Nanofabrication towards biophotonics
University College Cork
This thesis explores methods for fabrication of nanohole arrays, and their integration into a benchtop system for use as sensors or anti-counterfeit labels. Chapter 1 gives an introduction to plasmonics and more specifically nanohole arrays and how they have potential as label free sensors compared to the current biosensors on the market. Various fabrication methods are explored, including Focused Ion Beam, Electron Beam Lithography, Nanoimprint lithography, Template stripping and Phase Shift Lithography. Focused Ion Beam was chosen to fabricate the nanohole arrays due to its suitability for rapid prototyping and it’s relatively low cost. In chapter 2 the fabrication of nanohole arrays using FIB is described, and the samples characterised. The fabricated nanohole arrays are tested as bulk refractive index sensors, before a bioassay using whole molecule human IgG antibodies and antigen is developed and performed on the senor. In chapter 3 the fabricated sensors are integrated into a custom built system, capable of real time, multiplexed detection of biomolecules. Here, scFv antibodies of two biomolecules relevant to the detection of pancreatic cancer (C1q and C3) are attached to the nanohole arrays, and detection of their complementary proteins is demonstrated both in buffer (10 nM detection of C1q Ag) and human serum. Chapter 4 explores arrays of anisotropic (elliptical) nanoholes and shows how the shape anisotropy induces polarisation sensitive transmission spectra, in both simulations and fabricated arrays.
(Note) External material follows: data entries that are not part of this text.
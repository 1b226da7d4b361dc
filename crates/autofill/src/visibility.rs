//! Visibility / focus controller.
//!
//! Tracks the reveal boundary (`current_field_index`) and, in assisted
//! autofill mode, asks for a focus pulse on the first unanswered question.
//! Pulses themselves are owned by [`PulseTracker`]: exactly one question is
//! pulsed at a time and every pulse expires after the configured dwell time.
//!
//! The controller never emits a focus while a batch is playing; the queue
//! processor moves the pulse itself and two focus writers would fight.

use serde::{Deserialize, Serialize};
use strum::{Display, EnumString};
use tracing::debug;

use crate::answer::first_unanswered;
use crate::config::EngineConfig;
use crate::effects::{Effect, Pulse, PulseStyle, TimerKind};
use crate::schema::Schema;
use crate::values::FieldValueMap;

/// How the step is being filled. Passed in explicitly; there is no ambient
/// session flag.
#[derive(
    Debug, Clone, Copy, Default, PartialEq, Eq, Hash, Serialize, Deserialize, Display, EnumString,
)]
#[strum(serialize_all = "snake_case")]
#[serde(rename_all = "snake_case")]
pub enum FillMode {
    /// Plain manual entry; no focus chasing.
    #[default]
    Manual,
    /// The user asked for bulk autofill; the engine chases the next
    /// unanswered question.
    AssistedAutofill,
}

#[derive(Debug, Clone, Default)]
pub struct VisibilityController {
    mode: FillMode,
    current_field_index: usize,
    /// Question whose focus pulse was already requested for the current
    /// boundary. Keeps repeated updates with the same values to one pulse.
    focus_target: Option<usize>,
}

impl VisibilityController {
    pub fn new(mode: FillMode) -> Self {
        Self {
            mode,
            current_field_index: 0,
            focus_target: None,
        }
    }

    pub fn mode(&self) -> FillMode {
        self.mode
    }

    pub fn set_mode(&mut self, mode: FillMode) {
        self.mode = mode;
    }

    /// Number of rendered questions: the answered prefix plus the first
    /// unanswered one.
    pub fn current_field_index(&self) -> usize {
        self.current_field_index
    }

    /// Recompute the reveal boundary for `values`.
    ///
    /// Returns a scheduled focus when assisted mode is on, no batch is
    /// playing and the first unanswered question has not been requested yet.
    pub fn update_visible_index(
        &mut self,
        schema: &Schema,
        values: &FieldValueMap,
        playing: bool,
        config: &EngineConfig,
        epoch: u64,
    ) -> Vec<Effect> {
        let u = first_unanswered(schema.questions(), values, &config.placeholder);
        self.current_field_index = u + 1;

        if self.focus_target.is_some_and(|t| t != u) {
            self.focus_target = None;
        }
        if self.mode == FillMode::Manual || playing || u >= schema.len() {
            return Vec::new();
        }
        if self.focus_target == Some(u) {
            return Vec::new();
        }
        self.focus_target = Some(u);
        debug!(question = u, "scheduling focus on first unanswered question");
        vec![Effect::schedule(
            config.focus_settle(),
            epoch,
            TimerKind::FocusSettle { question: u },
        )]
    }

    /// Settle delay elapsed for `question`. Yields the pulse to show, unless a
    /// batch started meanwhile or the boundary moved on.
    pub fn settle(&self, question: usize, playing: bool) -> Option<Pulse> {
        if playing || self.mode == FillMode::Manual {
            return None;
        }
        if question + 1 != self.current_field_index {
            return None;
        }
        Some(Pulse {
            question,
            style: PulseStyle::Manual,
        })
    }

    pub fn reset(&mut self) {
        self.focus_target = None;
    }
}

/// Owner of the single active pulse.
#[derive(Debug, Clone, Default)]
pub struct PulseTracker {
    current: Option<Pulse>,
    seq: u64,
}

impl PulseTracker {
    pub fn current(&self) -> Option<Pulse> {
        self.current
    }

    /// Replace the active pulse and schedule its expiry.
    ///
    /// Returns the focus effect plus the expiry timer.
    pub fn show(&mut self, pulse: Pulse, config: &EngineConfig, epoch: u64) -> Vec<Effect> {
        self.seq += 1;
        self.current = Some(pulse);
        vec![
            Effect::Focus(pulse),
            Effect::schedule(
                config.pulse_dwell(),
                epoch,
                TimerKind::PulseExpired { seq: self.seq },
            ),
        ]
    }

    /// Expiry of pulse `seq`; ignored if a newer pulse superseded it.
    pub fn expire(&mut self, seq: u64) {
        if seq == self.seq {
            self.current = None;
        }
    }

    pub fn clear(&mut self) {
        self.current = None;
    }
}
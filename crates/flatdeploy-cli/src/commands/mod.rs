//! Subcommand implementations

pub mod deploy;
pub mod order;
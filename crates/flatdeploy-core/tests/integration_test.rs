//! Integration tests for configuration loading and deployment

use camino::{Utf8Path, Utf8PathBuf};
use flatdeploy_core::config::{CONFIG_FILE_NAME, Config};
use flatdeploy_core::deploy::{
    DeployManager, DeployPolicy, DeployReport, FileOwner, MANIFEST_FILE_NAME,
};
use flatdeploy_core::{Error, Result};
use std::fs;
use tempfile::TempDir;

/// A scratch directory holding install roots, a config file and the output
struct TestWorkspace {
    _temp_dir: TempDir,
    root: Utf8PathBuf,
}

impl TestWorkspace {
    fn new() -> Self {
        let temp_dir = tempfile::tempdir().expect("Failed to create temp directory");
        let root = Utf8Path::from_path(temp_dir.path())
            .expect("temp dir should be valid UTF-8")
            .canonicalize_utf8()
            .expect("temp dir should canonicalize");
        Self {
            _temp_dir: temp_dir,
            root,
        }
    }

    /// Create `pkgs/<name>` with the given files
    fn install(&self, name: &str, files: &[(&str, &str)]) -> Utf8PathBuf {
        let install_root = self.root.join("pkgs").join(name);
        fs::create_dir_all(&install_root).unwrap();
        for (path, content) in files {
            let path = install_root.join(path);
            fs::create_dir_all(path.parent().unwrap()).unwrap();
            fs::write(path, content).unwrap();
        }
        install_root
    }

    fn write_config(&self, content: &str) -> Utf8PathBuf {
        let path = self.root.join(CONFIG_FILE_NAME);
        fs::write(&path, content).unwrap();
        path
    }

    fn out(&self) -> Utf8PathBuf {
        self.root.join("out")
    }
}

/// Run a deployment the way the CLI does: load the config, build the policy, deploy
fn deploy_from_config(config_path: &Utf8Path) -> Result<DeployReport> {
    let config = Config::load(config_path)?;
    let package = config.root_package();
    let graph = config.graph();
    let policy = DeployPolicy::for_profile(
        config.deploy.profile,
        &config.deploy.output_dir,
        &package,
        config.deploy.persistent_prefix.as_deref(),
    )?;

    DeployManager::new(&graph)
        .with_cycle_policy(config.deploy.on_cycle)
        .deploy(&package.requires, &policy, &config.deploy.output_dir)
}

const SIMPLE_GRAPH: &str = r#"
[package]
name = "app"
requires = ["x"]

[dependencies.x]
root = "pkgs/x"
public_deps = ["y"]

[dependencies.y]
root = "pkgs/y"

[deploy]
output_dir = "out"
"#;

#[test]
fn test_dependency_files_precede_dependent_files_in_manifest() {
    let ws = TestWorkspace::new();
    ws.install("x", &[("bin/x", "x")]);
    ws.install("y", &[("lib/libY.so", "y")]);
    let config_path = ws.write_config(SIMPLE_GRAPH);

    let report = deploy_from_config(&config_path).expect("deployment should succeed");

    let out = ws.out();
    let expected = format!("{out}/app/lib/libY.so\n{out}/app/bin/x\n");
    assert_eq!(
        fs::read_to_string(out.join(MANIFEST_FILE_NAME)).unwrap(),
        expected
    );
    assert_eq!(report.manifest.render(), expected);
    assert_eq!(fs::read_to_string(out.join("app/bin/x")).unwrap(), "x");
    assert_eq!(fs::read_to_string(out.join("app/lib/libY.so")).unwrap(), "y");
}

#[test]
fn test_isolated_deploy_is_repeatable() {
    let ws = TestWorkspace::new();
    ws.install("x", &[("bin/x", "x"), ("share/x/data", "d")]);
    ws.install("y", &[("lib/libY.so", "y"), ("include/y.h", "h")]);
    let config_path = ws.write_config(SIMPLE_GRAPH);

    let first = deploy_from_config(&config_path).unwrap();
    let first_manifest = fs::read_to_string(&first.manifest_path).unwrap();

    let second = deploy_from_config(&config_path).unwrap();
    let second_manifest = fs::read_to_string(&second.manifest_path).unwrap();

    assert_eq!(first_manifest, second_manifest);
    // Clearing the target root first means the second run sees no conflicts
    assert!(second.conflicts.is_empty());
}

#[test]
fn test_dependent_shadows_its_dependency() {
    let ws = TestWorkspace::new();
    ws.install("a", &[("include/config.h", "from a")]);
    ws.install("b", &[("include/config.h", "from b")]);
    let config_path = ws.write_config(
        r#"
[package]
name = "app"
version = "0.1"
requires = ["a"]

[dependencies.a]
root = "pkgs/a"
public_deps = ["b"]

[dependencies.b]
root = "pkgs/b"

[deploy]
output_dir = "out"
"#,
    );

    let report = deploy_from_config(&config_path).unwrap();

    let header = ws.out().join("app-0.1/include/config.h");
    assert_eq!(fs::read_to_string(&header).unwrap(), "from a");
    assert_eq!(report.conflicts.len(), 1);
    assert_eq!(report.conflicts[0].dependency, "a");
    assert_eq!(
        report.conflicts[0].previous,
        FileOwner::Dependency("b".to_string())
    );
    assert_eq!(report.manifest.files(), &[header]);
}

#[test]
fn test_reserved_metadata_never_deployed() {
    let ws = TestWorkspace::new();
    ws.install(
        "x",
        &[
            ("conaninfo.txt", "[settings]"),
            ("conanmanifest.txt", "123"),
            ("conan_package.tgz", "tgz"),
            ("bin/x", "x"),
        ],
    );
    ws.install("y", &[("conaninfo.txt", "[settings]"), ("lib/libY.so", "y")]);
    let config_path = ws.write_config(SIMPLE_GRAPH);

    let report = deploy_from_config(&config_path).unwrap();

    let manifest = fs::read_to_string(&report.manifest_path).unwrap();
    for reserved in ["conaninfo.txt", "conanmanifest.txt", "conan_package.tgz"] {
        assert!(!manifest.contains(reserved));
        assert!(!report.target_root.join(reserved).exists());
    }
    assert_eq!(report.manifest.files().len(), 2);
}

#[test]
fn test_diamond_dependency_merged_once() {
    let ws = TestWorkspace::new();
    ws.install("left", &[("lib/libleft.so", "l")]);
    ws.install("right", &[("lib/libright.so", "r")]);
    ws.install("base", &[("lib/libbase.so", "b")]);
    let config_path = ws.write_config(
        r#"
[package]
name = "app"
requires = ["left", "right"]

[dependencies.left]
root = "pkgs/left"
public_deps = ["base"]

[dependencies.right]
root = "pkgs/right"
public_deps = ["base"]

[dependencies.base]
root = "pkgs/base"

[deploy]
output_dir = "out"
"#,
    );

    let report = deploy_from_config(&config_path).unwrap();

    assert_eq!(report.merge_order, vec!["base", "left", "right"]);
    // A second merge of base would have reported its file as a conflict
    assert!(report.conflicts.is_empty());
    assert_eq!(report.manifest.files().len(), 3);
}

#[test]
fn test_persistent_deploy_accumulates_across_runs() {
    let ws = TestWorkspace::new();
    ws.install("first", &[("lib/libfirst.so", "1"), ("share/common.txt", "first")]);
    ws.install("second", &[("lib/libsecond.so", "2"), ("share/common.txt", "second")]);

    let config_for = |requirement: &str| {
        format!(
            r#"
[package]
name = "app"
requires = ["{requirement}"]

[dependencies.first]
root = "pkgs/first"

[dependencies.second]
root = "pkgs/second"

[deploy]
output_dir = "out"
profile = "persistent"
persistent_prefix = "home/.local"
"#
        )
    };

    let config_path = ws.write_config(&config_for("first"));
    let first = deploy_from_config(&config_path).unwrap();

    let config_path = ws.write_config(&config_for("second"));
    let second = deploy_from_config(&config_path).unwrap();

    let prefix = ws.root.join("home/.local");
    assert_eq!(first.target_root, prefix);
    assert_eq!(second.target_root, prefix);
    assert_eq!(fs::read_to_string(prefix.join("lib/libfirst.so")).unwrap(), "1");
    assert_eq!(fs::read_to_string(prefix.join("lib/libsecond.so")).unwrap(), "2");
    assert_eq!(
        fs::read_to_string(prefix.join("share/common.txt")).unwrap(),
        "second"
    );

    // The overwrite is a conflict with a file this run did not write
    assert_eq!(second.conflicts.len(), 1);
    assert_eq!(second.conflicts[0].previous, FileOwner::PreExisting);

    // The manifest only describes the latest run
    let manifest = fs::read_to_string(&second.manifest_path).unwrap();
    assert!(!manifest.contains("libfirst.so"));
    assert!(manifest.contains("libsecond.so"));
}

#[test]
fn test_copy_failure_rolls_back_isolated_deploy() {
    let ws = TestWorkspace::new();
    // y installs a plain file where x needs a directory
    ws.install("x", &[("lib/libx.so", "x")]);
    ws.install("y", &[("lib", "not a directory")]);
    let config_path = ws.write_config(SIMPLE_GRAPH);

    let result = deploy_from_config(&config_path);

    match result {
        Err(Error::Copy { dependency, path, .. }) => {
            assert_eq!(dependency, "x");
            assert_eq!(path, ws.out().join("app/lib"));
        }
        other => panic!("expected copy error, got {:?}", other),
    }
    assert!(!ws.out().join("app").exists());
    assert!(!ws.out().join(MANIFEST_FILE_NAME).exists());
}

#[test]
fn test_directory_symlink_conflict_does_not_abort() {
    let ws = TestWorkspace::new();
    ws.install("x", &[("lib/libx.so", "x")]);
    std::os::unix::fs::symlink("lib", ws.root.join("pkgs/x/lib64")).unwrap();
    ws.install("y", &[("lib64/libY.so", "y")]);
    let config_path = ws.write_config(SIMPLE_GRAPH);

    let report = deploy_from_config(&config_path).expect("conflicts never abort a deployment");

    let lib64 = report.target_root.join("lib64");
    assert!(lib64.symlink_metadata().unwrap().is_dir());
    assert_eq!(fs::read_to_string(lib64.join("libY.so")).unwrap(), "y");
    assert_eq!(report.conflicts.len(), 1);
    assert_eq!(report.conflicts[0].dependency, "x");
    assert_eq!(
        report.manifest.files(),
        &[lib64.join("libY.so"), report.target_root.join("lib/libx.so")]
    );
}

#[test]
fn test_missing_dependency_declaration_fails() {
    let ws = TestWorkspace::new();
    ws.install("x", &[("bin/x", "x")]);
    let config_path = ws.write_config(
        r#"
[package]
name = "app"
requires = ["x"]

[dependencies.x]
root = "pkgs/x"
public_deps = ["undeclared"]

[deploy]
output_dir = "out"
"#,
    );

    let result = deploy_from_config(&config_path);

    assert!(matches!(result, Err(Error::Resolution { .. })));
    assert!(!ws.out().join("app").exists());
}

#[test]
fn test_cycle_rejected_when_configured() {
    let ws = TestWorkspace::new();
    ws.install("a", &[("lib/liba.so", "a")]);
    ws.install("b", &[("lib/libb.so", "b")]);
    let config_path = ws.write_config(
        r#"
[package]
name = "app"
requires = ["a"]

[dependencies.a]
root = "pkgs/a"
public_deps = ["b"]

[dependencies.b]
root = "pkgs/b"
public_deps = ["a"]

[deploy]
output_dir = "out"
on_cycle = "error"
"#,
    );

    let result = deploy_from_config(&config_path);

    match result {
        Err(Error::CircularDependency { packages }) => {
            assert_eq!(packages, vec!["a", "b", "a"]);
        }
        other => panic!("expected circular dependency error, got {:?}", other),
    }
}
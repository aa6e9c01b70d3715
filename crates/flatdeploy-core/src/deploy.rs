//! Flattening a dependency graph's install trees into one target root
//!
//! This module provides:
//! - Walking: visiting every reachable dependency once, dependencies first
//! - Merging: copying one dependency's install root into the target root
//! - Orchestration: target root lifecycle, manifest output and rollback
//!
//! **Note**: Symlinks are recreated with Unix-specific functionality, as
//! install trees of shared libraries rely on them.

mod manager;
mod manifest;
mod merger;
mod policy;
mod walker;

pub use manager::{DeployManager, DeployReport};
pub use manifest::{CopiedFileMap, FileConflict, FileOwner, MANIFEST_FILE_NAME, Manifest};
pub use merger::{RESERVED_FILE_NAMES, is_reserved, merge_one};
pub use policy::{DeployPolicy, DeployProfile};
pub use walker::{CyclePolicy, merge_order, walk};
The potential use of such samples as visible and NIR tag for anti-counterfeiting applications is demonstrated. Finally, chapter 5 gives a summary of the work completed and discusses potential future work in this area.
Immuno-sensor , Plasmonics , Nanohole array , Real time label-free biosensing , C1q & C3 antigen detection , Pancreatic cancer biomarkers
Jones, D. 2015. Nanofabrication towards biophotonics. PhD Thesis, University College Cork.